_WHAT THE TASK REQUIRES:_
Using the entries below, copy out all lines where "builtin" is found.

━━━ WORKING DATA ━━━

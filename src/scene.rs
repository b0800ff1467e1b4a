//! Top-level frame driver.
//!
//! A [`Scene`] owns the ECS [`World`] and the per-tick [`Schedule`]. Hosts
//! drive it with three entry points:
//!
//! - [`Scene::tick`] once per frame with the elapsed time,
//! - [`Scene::contact`] whenever their physics reports two bodies touching,
//! - [`Scene::send_input`] for every controller event.
//!
//! Everything else (rendering, audio playback, physics) reads the world or
//! the audio channel returned by [`Scene::install_audio`].

use bevy_ecs::observer::Observer;
use bevy_ecs::prelude::*;
use crossbeam_channel::Receiver;
use log::info;

use crate::components::movement::PlayerMove;
use crate::components::persistent::Persistent;
use crate::error::Result;
use crate::events::audio::AudioCmd;
use crate::events::contact::ContactEvent;
use crate::events::gamestate::observe_gamestate_change_event;
use crate::events::input::ControllerEvent;
use crate::resources::animationstore::AnimationStore;
use crate::resources::audio::{setup_audio, shutdown_audio};
use crate::resources::camera2d::Camera2DRes;
use crate::resources::contacts::ActiveContacts;
use crate::resources::gameconfig::GameConfig;
use crate::resources::gamestate::{GameMode, GameState, NextGameState};
use crate::resources::input::InputState;
use crate::resources::levelrng::LevelRng;
use crate::resources::sectioncatalog::SectionCatalogs;
use crate::resources::session::{GameSession, Progress};
use crate::resources::worldtime::WorldTime;
use crate::systems::animation::{animation_playback, apply_animation_requests};
use crate::systems::attack::fire_projectile;
use crate::systems::audio::{forward_audio_cmds, update_audio_cmds};
use crate::systems::camera::camera_follow;
use crate::systems::collision::collision_detector;
use crate::systems::combat::resolve_contact;
use crate::systems::gamestate::{
    apply_pending_transitions, enter_initial, simulation_running, victory_delay,
};
use crate::systems::health::{health_check, health_decay, hurt_flash_system};
use crate::systems::input::{apply_player_intent, route_controller_input};
use crate::systems::movement::{enemy_movement, player_movement, projectile_movement};
use crate::systems::time::update_world_time;
use crate::systems::ttl::ttl_system;

/// Run condition for the built-in contact detector.
fn contact_detection_enabled(config: Res<GameConfig>) -> bool {
    config.contact_detection
}

pub struct Scene {
    world: World,
    schedule: Schedule,
}

impl Scene {
    /// Create a scene using the catalogs named in `config`, or the built-in
    /// ones, and enter the first level.
    pub fn new(config: GameConfig) -> Result<Self> {
        let catalogs = match &config.level.catalog {
            Some(path) => SectionCatalogs::load_from_file(path)?,
            None => SectionCatalogs::builtin()?,
        };
        Self::with_catalogs(config, catalogs)
    }

    /// Create a scene with explicit section catalogs and enter the first level.
    pub fn with_catalogs(config: GameConfig, catalogs: SectionCatalogs) -> Result<Self> {
        config.level.layout.validate()?;
        catalogs.validate(
            config.level.layout.section_width,
            config.level.layout.section_height,
        )?;

        let mut world = World::new();
        world.insert_resource(WorldTime::default().with_time_scale(1.0));
        world.insert_resource(GameState::new());
        world.insert_resource(NextGameState::new());
        world.insert_resource(GameSession::new(config.projectile.cooldown));
        world.insert_resource(Progress::default());
        world.insert_resource(InputState::default());
        world.insert_resource(Camera2DRes::new(config.camera_zoom));
        world.insert_resource(AnimationStore::default());
        world.insert_resource(LevelRng::new(config.seed));
        world.insert_resource(ActiveContacts::default());
        world.insert_resource(catalogs);
        world.init_resource::<Messages<AudioCmd>>();
        world.insert_resource(config);

        world.spawn((Observer::new(observe_gamestate_change_event), Persistent));
        world.spawn((Observer::new(resolve_contact), Persistent));
        // Observers must be registered before anything triggers.
        world.flush();

        let mut schedule = Schedule::default();
        schedule.add_systems(
            (
                route_controller_input,
                (
                    (apply_player_intent, player_movement).chain(),
                    (
                        projectile_movement,
                        apply_animation_requests,
                        animation_playback,
                    )
                        .chain(),
                    enemy_movement,
                    camera_follow,
                    fire_projectile,
                    (health_decay, hurt_flash_system, ttl_system, victory_delay).chain(),
                    health_check,
                    collision_detector.run_if(contact_detection_enabled),
                )
                    .chain()
                    .run_if(simulation_running),
                apply_pending_transitions,
                // audio systems must be together
                (update_audio_cmds, forward_audio_cmds).chain(),
            )
                .chain(),
        );

        enter_initial(&mut world);
        info!("Scene ready");
        Ok(Scene { world, schedule })
    }

    /// Advance the simulation by `dt` seconds (clamped to the configured max step).
    pub fn tick(&mut self, dt: f32) {
        update_world_time(&mut self.world, dt);
        self.schedule.run(&mut self.world);
        self.world.clear_trackers();
    }

    /// Deliver a contact between two bodies and resolve it right away,
    /// including any mode change it causes.
    pub fn contact(&mut self, a: Entity, b: Entity) {
        self.world.trigger(ContactEvent { a, b });
        self.world.flush();
        apply_pending_transitions(&mut self.world);
    }

    /// Queue a controller event for the next tick.
    pub fn send_input(&mut self, event: ControllerEvent) {
        self.world.resource_mut::<InputState>().push(event);
    }

    /// Connect an audio channel; the receiver gets every command from now on.
    pub fn install_audio(&mut self) -> Receiver<AudioCmd> {
        setup_audio(&mut self.world)
    }

    /// Send `Shutdown` to the audio channel and disconnect it.
    pub fn shutdown_audio(&mut self) {
        shutdown_audio(&mut self.world);
    }

    pub fn mode(&self) -> GameMode {
        self.world.resource::<GameState>().get()
    }

    pub fn health(&self) -> i32 {
        self.world.resource::<GameSession>().health
    }

    pub fn difficulty(&self) -> u32 {
        self.world.resource::<Progress>().difficulty
    }

    /// The player entity of the current level, if one was spawned.
    pub fn player(&mut self) -> Option<Entity> {
        self.world
            .query_filtered::<Entity, With<PlayerMove>>()
            .iter(&self.world)
            .next()
    }

    pub fn world(&self) -> &World {
        &self.world
    }

    pub fn world_mut(&mut self) -> &mut World {
        &mut self.world
    }
}

#[cfg(test)]
mod tests {
    use super::*;
    use crate::components::banner::{Banner, BannerKind};

    #[test]
    fn new_scene_waits_in_initial_with_a_level() {
        let mut config = GameConfig::new();
        config.seed = Some(7);
        let mut scene = Scene::new(config).unwrap();
        assert_eq!(scene.mode(), GameMode::Initial);
        assert_eq!(scene.health(), 1000);
        assert!(scene.player().is_some());
        let kinds: Vec<BannerKind> = scene
            .world_mut()
            .query::<&Banner>()
            .iter(scene.world())
            .map(|b| b.kind)
            .collect();
        assert!(kinds.contains(&BannerKind::TapToStart));
        assert!(kinds.contains(&BannerKind::LevelNumber));
    }

    #[test]
    fn bad_catalogs_fail_construction() {
        let mut catalogs = SectionCatalogs::builtin().unwrap();
        catalogs.top_left.clear();
        assert!(Scene::with_catalogs(GameConfig::new(), catalogs).is_err());
    }

    #[test]
    fn frozen_scene_still_counts_frames() {
        let mut scene = Scene::new(GameConfig::new()).unwrap();
        scene.tick(1.0 / 60.0);
        scene.tick(1.0 / 60.0);
        assert_eq!(scene.world().resource::<WorldTime>().frame_count, 2);
        assert_eq!(scene.mode(), GameMode::Initial);
    }
}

━━━

_ANSWER SPACE:_
            None => SectionCatalogs::builtin()?,
        let mut catalogs = SectionCatalogs::builtin().unwrap();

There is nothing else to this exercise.